Mona Ghadban has suffered from anxiety and depression for years.

But the Carleton University student found there wasn't much support available from the local Muslim community. "And even if there is, [mental illness] is heavily criticized and it's a taboo," Ghadban said.

She believed she had nowhere else to turn because of that stigma.

"Information is supposed to stay within the family and it's difficult to share any feelings of turmoil with your family because they have a biased opinion," Ghadban said.

Ghadban eventually saw a counsellor to help her cope, but other members of Ottawa's Islamic community suffer in silence.

Suicides prompt action

After two local Muslim men took their lives a couple of years ago, a group including mental health workers and community advocates decided to address the issue.

"There is a lack of discussion and conversation around mental health within the Muslim community, whether it's violence against women, whether it's abuse in the home, whether it's drugs, alcohol, unhealthy relationships, suicide," said Berak Hussain, a counsellor at Carleton University.

The group organized monthly meetings for local Muslims to tackle those topics in an open, honest way.
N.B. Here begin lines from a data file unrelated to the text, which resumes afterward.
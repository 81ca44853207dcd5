use crate::capability::Generic;
use crate::pipe::Adaptor;
use crate::view::{RandomAccessView, SizedView, View};

/// A view that traverses another view back to front.
///
/// The source's cursor must be double ended.
#[derive(Clone, Debug)]
pub struct Reverse<V> {
    view: V,
}

impl<V> Reverse<V> {
    pub(crate) fn new(view: V) -> Reverse<V> {
        Reverse { view }
    }
}

impl<V> View for Reverse<V>
where
    V: View,
    V::Cursor: DoubleEndedIterator,
{
    type Item = V::Item;
    type Cursor = ReverseCursor<V::Cursor>;
    type Layout = Generic;

    #[inline]
    fn into_cursor(self) -> Self::Cursor {
        ReverseCursor { iter: self.view.into_cursor() }
    }
}

impl<V> SizedView for Reverse<V>
where
    V: SizedView,
    V::Cursor: DoubleEndedIterator,
{
    #[inline]
    fn size(&self) -> usize {
        self.view.size()
    }
}

impl<V> RandomAccessView for Reverse<V>
where
    V: RandomAccessView,
    V::Cursor: DoubleEndedIterator,
{
    #[inline]
    fn get(&self, index: usize) -> Option<V::Item> {
        let size = self.view.size();
        if index < size {
            self.view.get(size - 1 - index)
        } else {
            None
        }
    }
}

impl_view_ops!([V,] Reverse<V>);

/// The cursor of a [`Reverse`](struct.Reverse.html).
#[derive(Clone, Debug)]
pub struct ReverseCursor<I> {
    iter: I,
}

impl<I: DoubleEndedIterator> Iterator for ReverseCursor<I> {
    type Item = I::Item;

    #[inline]
    fn next(&mut self) -> Option<I::Item> {
        self.iter.next_back()
    }

    #[inline]
    fn size_hint(&self) -> (usize, Option<usize>) {
        self.iter.size_hint()
    }

    #[inline]
    fn nth(&mut self, n: usize) -> Option<I::Item> {
        self.iter.nth_back(n)
    }
}

impl<I: DoubleEndedIterator> DoubleEndedIterator for ReverseCursor<I> {
    #[inline]
    fn next_back(&mut self) -> Option<I::Item> {
        self.iter.next()
    }

    #[inline]
    fn nth_back(&mut self, n: usize) -> Option<I::Item> {
        self.iter.nth(n)
    }
}

impl<I> ExactSizeIterator for ReverseCursor<I>
where
    I: DoubleEndedIterator + ExactSizeIterator,
{}

/// A partially applied `reverse`.
#[derive(Clone, Copy, Debug)]
pub struct ReverseFn(());

impl<V> Adaptor<V> for ReverseFn
where
    V: View,
    V::Cursor: DoubleEndedIterator,
{
    type Output = Reverse<V>;

    #[inline]
    fn apply(self, view: V) -> Reverse<V> {
        Reverse::new(view)
    }
}

impl_adaptor_ops!([] ReverseFn);

/// Traverse back to front.
#[inline]
pub fn reverse() -> ReverseFn {
    ReverseFn(())
}

#[cfg(test)]
mod tests {
    use super::reverse;
    use crate::source::iota;
    use crate::view::{all, RandomAccessView, View};

    #[test]
    fn reverses() {
        let v = vec![1, 2, 3];
        assert_eq!((all(&v) | reverse()).to_vec(), vec![&3, &2, &1]);
        assert_eq!(all("abc").reverse().to::<String>(), "cba");
    }

    #[test]
    fn double_reverse_is_identity() {
        let got = iota(0, 5).reverse().reverse().to_vec();
        assert_eq!(got, vec![0, 1, 2, 3, 4]);
    }

    #[test]
    fn reversed_random_access() {
        let view = iota(0, 5).reverse();
        assert_eq!(view.at(0), 4);
        assert_eq!(view.at(4), 0);
        assert_eq!(view.get(5), None);
        let mut cur = view.into_cursor();
        assert_eq!(cur.nth(1), Some(3));
        assert_eq!(cur.nth_back(1), Some(1));
    }
}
Mental health conference planned

Later this month the group will hold the Serenity Islamic Mental Health Awareness Conference at Carleton University, with plans to make it an annual event.

Hussain said she hopes the conference will help reach those who feel a sense of shame around mental health issues.

She said the goal is to destigmatize the issue and use their faith to reach out to those in need of help instead of silencing them.

"It is part of the faith in terms of self-actualization, self-healing," Hussain said.